Are iPads in classrooms doing more harm than good? Rizzo’s Resolve Pro

Vicente Francisco ’19

Steven Rissotto ’20, Sports Editor

Since 2012, iPads have been a fixture in classrooms at Archbishop Riordan High School. The small, book shaped, handheld device acts as one of the school’s main studying tool for students— acting as the books themselves.

The common applications used are Schoology, iBook, Notability, PowerSchool, email, and numerous other resources to help for easier access for notes and a lighter carry in backpacks. It’s a switch that only helps students in the long run, and that’s the most important part of bringing the iPads into play.

The bottom line is that iPads have more to offer than any textbook. It’s simply the times we are in and there’s very little that can be done to return to our old school ways. The internet is a helpful feedback reference if used appropriately, and students could have more flexibility with saving paper, which means more stuff turned in digitally.

Recently, there has been a lot of speculation and suspicion about iPads being used for the wrong reasons, causing some teachers to take acceptable precaution. In their defense, it’s troubling that students are one, fast click away from a possible non-educational and unrelated app. There’s no denying that there’s a lingering problem, but there is a solution on how to limit these troubling habits while still using the advanced tools for school.

Surprisingly, the anger of iPad usage is caused by the large amount of phones that are being used at school. Although it’s banned, students still find the cracks to surf social media and play games during class on their personal cell phones and much of the blame is going straight to the iPads. There are more accessible possibilities on phones than iPads, as there are less apps blocked. It’s not the reason why iPads are being abused, but it’s fair to assume that we are missing the real problem.

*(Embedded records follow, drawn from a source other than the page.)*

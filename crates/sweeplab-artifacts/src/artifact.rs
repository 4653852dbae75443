//! Typed artifact payloads produced by experiment runs.

use std::collections::BTreeMap;

use serde::{Deserialize, Serialize};
use serde_json::Value;
use sweeplab_core::{ErrorInfo, LabError};

/// Tag identifying the [`Artifact::Generic`] variant.
pub const GENERIC_TAG: &str = "generic";
/// Tag identifying the [`Artifact::TrainingHistory`] variant.
pub const TRAINING_HISTORY_TAG: &str = "training_history";
/// Tag identifying the [`Artifact::ScalarMetrics`] variant.
pub const SCALAR_METRICS_TAG: &str = "scalar_metrics";

/// A single named, typed output of an experiment run.
#[derive(Debug, Clone, PartialEq, Serialize, Deserialize)]
#[serde(tag = "kind", rename_all = "snake_case")]
pub enum Artifact {
    /// A named marker artifact with no payload.
    Generic(GenericArtifact),
    /// Named metric curves recorded over training epochs.
    TrainingHistory(TrainingHistory),
    /// Named scalar or short vector metrics.
    ScalarMetrics(ScalarMetrics),
}

impl Artifact {
    /// Returns the name identifying this artifact within its result.
    pub fn name(&self) -> &str {
        match self {
            Artifact::Generic(inner) => &inner.name,
            Artifact::TrainingHistory(inner) => &inner.name,
            Artifact::ScalarMetrics(inner) => &inner.name,
        }
    }

    /// Returns the registry tag for this artifact's variant.
    pub fn tag(&self) -> &str {
        match self {
            Artifact::Generic(_) => GENERIC_TAG,
            Artifact::TrainingHistory(_) => TRAINING_HISTORY_TAG,
            Artifact::ScalarMetrics(_) => SCALAR_METRICS_TAG,
        }
    }
}

/// Marker artifact carrying a name and nothing else.
#[derive(Debug, Clone, PartialEq, Serialize, Deserialize)]
pub struct GenericArtifact {
    /// Identifier of the artifact within its result.
    pub name: String,
}

impl GenericArtifact {
    /// Creates a marker artifact with the given name.
    pub fn new(name: impl Into<String>) -> Self {
        Self { name: name.into() }
    }
}

/// Metric curves recorded once per epoch during training.
#[derive(Debug, Clone, PartialEq, Serialize, Deserialize)]
pub struct TrainingHistory {
    /// Identifier of the artifact within its result.
    pub name: String,
    /// Metric name to one recorded value per epoch.
    pub metrics: BTreeMap<String, Vec<f64>>,
}

/// Recognised source shapes for constructing a [`TrainingHistory`].
///
/// The enumerated shapes replace attribute probing on arbitrary objects:
/// anything outside this set fails with a validation error instead of being
/// guessed at.
#[derive(Debug, Clone, PartialEq)]
pub enum HistorySource {
    /// Metric curves already keyed by metric name.
    Curves(BTreeMap<String, Vec<f64>>),
    /// A JSON value: either an object of number sequences, or a training
    /// callback snapshot exposing such an object under a `history` field.
    Value(Value),
}

impl TrainingHistory {
    /// Creates a history artifact directly from metric curves.
    pub fn new(name: impl Into<String>, metrics: BTreeMap<String, Vec<f64>>) -> Self {
        Self {
            name: name.into(),
            metrics,
        }
    }

    /// Builds a history artifact from one of the recognised source shapes.
    pub fn from_source(name: impl Into<String>, source: HistorySource) -> Result<Self, LabError> {
        let metrics = match source {
            HistorySource::Curves(metrics) => metrics,
            HistorySource::Value(value) => curves_from_value(&value)?,
        };
        Ok(Self {
            name: name.into(),
            metrics,
        })
    }
}

fn curves_from_value(value: &Value) -> Result<BTreeMap<String, Vec<f64>>, LabError> {
    // Callback snapshots wrap the curves under a `history` field.
    if let Some(inner) = value.as_object().and_then(|obj| obj.get("history")) {
        return parse_curves(inner);
    }
    parse_curves(value)
}

fn parse_curves(value: &Value) -> Result<BTreeMap<String, Vec<f64>>, LabError> {
    let obj = value.as_object().ok_or_else(|| {
        history_error("expected a mapping of metric names to number sequences", value, None)
    })?;
    let mut metrics = BTreeMap::new();
    for (metric, samples) in obj {
        let sequence = samples.as_array().ok_or_else(|| {
            history_error("metric curve must be a sequence of numbers", samples, Some(metric))
        })?;
        let mut curve = Vec::with_capacity(sequence.len());
        for sample in sequence {
            let number = sample.as_f64().ok_or_else(|| {
                history_error("metric curve entries must be numbers", sample, Some(metric))
            })?;
            curve.push(number);
        }
        metrics.insert(metric.clone(), curve);
    }
    Ok(metrics)
}

fn history_error(message: &str, value: &Value, metric: Option<&str>) -> LabError {
    let mut info = ErrorInfo::new("history-source", message).with_context("found", value.to_string());
    if let Some(metric) = metric {
        info = info.with_context("metric", metric);
    }
    LabError::Validation(info)
}

/// Scalar evaluation metrics, typically from a final evaluation pass.
#[derive(Debug, Clone, PartialEq, Serialize, Deserialize)]
pub struct ScalarMetrics {
    /// Identifier of the artifact within its result.
    pub name: String,
    /// Metric name to its reported value.
    pub metrics: BTreeMap<String, MetricValue>,
}

impl ScalarMetrics {
    /// Creates a scalar metrics artifact with the given name.
    pub fn new(name: impl Into<String>, metrics: BTreeMap<String, MetricValue>) -> Self {
        Self {
            name: name.into(),
            metrics,
        }
    }
}

/// A reported metric: one number, or a short vector of numbers.
#[derive(Debug, Clone, PartialEq, Serialize, Deserialize)]
#[serde(untagged)]
pub enum MetricValue {
    /// A single scalar observation.
    Scalar(f64),
    /// A short vector of observations (per-class values, confidence bounds).
    Vector(Vec<f64>),
}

Another option to keep iPads would be to completely lock it up. The infamous Lockdown Browser app was introduced last school year, but was never developed any further and possibly forgotten about completely. A possible way to keep things running smoothly is to lock most apps, but the process to have that happen might be rigorous.

High school students are more than able to make their own personal decisions, and if paying attention in class isn’t one of them, it’s their own loss and they should suffer the appropriate consequences of earning a bad grade.

It’s essential to have students on track for success and advanced technology is a huge reason why the school and students are so successful. It’s fair to acknowledge a focus problem with iPads, but there are plenty of ways to limit non-educational actions that take place on a Crusader’s device while still using the helpful tool during school.